Are you talking about anchor people who are actually generated and delivering the news or is this something else? - Synthetic media can be everything around deep fakes which is like, facial reanimation and facial retargeting. It can be completely new people. It can be completely new humans.
It can be 3D models of buildings or cities or like, galaxies. So all of that is synthetic data in general. - We're gonna spend a little bit of time on deep fake and I know most people have probably heard of it, but can you describe what it is and how it's used and if it's changed in the last couple of years? - Synthetic media, videos, images, audio or combination of them, right, the actor or the action of the actor is not real. So you may be seeing me like that, but are you sure it is really me or is it a deep fake of me? I think that is the like, most prevalent example.
It started like, the bloom of deep fakes started with the introduction of generative adversarial networks, or GANS, that was introduced in a paper in 2014 and in that case, it was like a very like, blurry faces with maybe gray scale. Like you look there, you see some kind of face but not really photo realistic. Since then, it has been changed so much. So now there are so very powerful deep learning approaches with very complex architectures that we can actually control the face representation. We can control the head pose, we can control lighting operations, we can control the gender, skin tone, and we can do it like, between many different faces.
So that is where we are right now. So what we see online is getting more and more dystopian as we should not be believing what we see. - So I know that you've developed different detection methods, including real time detection methods for deep fake video. Can you talk about the spectrum of, I guess, are they all biometric things that you look at to see if just a person is a person, let alone whether it's actually the person, but let's start with just this is a real human versus a generated computer image of a human.
- Objection and detection are an arms race, like the better like, more photorealistic images or videos are coming and then better detectors are coming. So in that race, researchers first introduced methods that are looking at artifacts of fakery in a blind way. So the idea is if we train a powerful network on enough data of fakes and reals, it'll at some point learn to distinguish between fakes and reals because there are like, boundary artifacts, symmetry artifacts, et cetera.
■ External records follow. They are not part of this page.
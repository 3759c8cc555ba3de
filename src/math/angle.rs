use std::fmt;

use super::TWO_PI;

/// Shifts `angle` by whole turns until it lies in `[lo, hi]`.
///
/// An angle below `lo` moves to the smallest equivalent angle not below
/// `lo`; an angle above `hi` then moves to the largest equivalent angle not
/// above `hi`. If the window is narrower than a full turn the result may
/// therefore land below `lo`. Non-finite angles are returned unchanged.
#[must_use]
pub fn normalize_angle(angle: f64, lo: f64, hi: f64) -> f64 {
    if !angle.is_finite() {
        return angle;
    }
    let mut angle = angle;
    if angle < lo {
        angle = lo + (angle - lo).rem_euclid(TWO_PI);
    }
    if angle > hi {
        angle = hi - (hi - angle).rem_euclid(TWO_PI);
    }
    angle
}

/// A directed interval on the circle of angles, in radians.
///
/// The ordering of `start` and `finish` encodes the sweep direction. The
/// span between them never exceeds one full turn: `finish` is normalised
/// into `[start - 2π, start + 2π]` on construction.
#[derive(Debug, Clone, Copy, PartialEq)]
pub struct AngleRange {
    start: f64,
    finish: f64,
}

impl AngleRange {
    /// Creates a new angle range, keeping `start` verbatim.
    #[must_use]
    pub fn new(start: f64, finish: f64) -> Self {
        Self {
            start,
            finish: normalize_angle(finish, start - TWO_PI, start + TWO_PI),
        }
    }

    /// Returns the stored start angle.
    #[must_use]
    pub fn start(&self) -> f64 {
        self.start
    }

    /// Returns the stored finish angle.
    #[must_use]
    pub fn finish(&self) -> f64 {
        self.finish
    }

    /// Returns true iff the stored start is numerically less than the stored finish.
    ///
    /// Renderers rely on exactly this comparison to decide which stored bound
    /// is the low one.
    #[must_use]
    pub fn clockwise(&self) -> bool {
        self.start < self.finish
    }

    /// The smaller of the two stored bounds.
    #[must_use]
    pub fn low(&self) -> f64 {
        self.start.min(self.finish)
    }

    /// The larger of the two stored bounds.
    #[must_use]
    pub fn high(&self) -> f64 {
        self.start.max(self.finish)
    }

    /// Absolute angular span, in `[0, 2π]`.
    #[must_use]
    pub fn span(&self) -> f64 {
        (self.finish - self.start).abs()
    }

    /// Membership test with wraparound.
    ///
    /// The interval is half-open: closed at `start` and open at `finish` when
    /// `start < finish`, and the other way around otherwise.
    #[must_use]
    pub fn contains(&self, angle: f64) -> bool {
        let angle = normalize_angle(angle, self.low(), self.high());
        (self.start <= angle && angle < self.finish)
            || (self.finish <= angle && angle < self.start)
    }

    /// Intersects two ranges as ordinary intervals after moving each low
    /// bound into `[0, 2π]`.
    ///
    /// Returns `None` when the ranges do not overlap.
    #[must_use]
    pub fn intersection(&self, other: &Self) -> Option<Self> {
        let (a, b) = Self::lifted(self);
        let (c, d) = Self::lifted(other);
        let lo = a.max(c);
        let hi = b.min(d);
        if hi >= lo {
            Some(Self::new(lo, hi))
        } else {
            None
        }
    }

    /// Returns `(low, high)` with the low bound normalised into `[0, 2π]`
    /// and the span preserved.
    fn lifted(range: &Self) -> (f64, f64) {
        let (lo, hi) = (range.low(), range.high());
        let shifted = normalize_angle(lo, 0.0, TWO_PI);
        (shifted, hi + shifted - lo)
    }
}

impl fmt::Display for AngleRange {
    fn fmt(&self, f: &mut fmt::Formatter<'_>) -> fmt::Result {
        write!(
            f,
            "<AngleRange {} {}>",
            self.start.to_degrees(),
            self.finish.to_degrees()
        )
    }
}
Well that is, of course, and it is working for some cases but mostly, those are very open to adversarial attacks.
Those are very open to have the tendency to over fit to the data sets that they are generated on and they are not really open for domain transfer or open for like, generalization capability of those detectors. We twisted that question. Instead of asking what is the artifacts of fakery or what is wrong with the video, we asked what is unique in humans? Are there any authenticity signatures in humans as watermark of being human? Following that kind of thought, we have many different detectors that are looking at authenticity signatures. Fake Catcher is the first one. We are looking at your heart rate basically.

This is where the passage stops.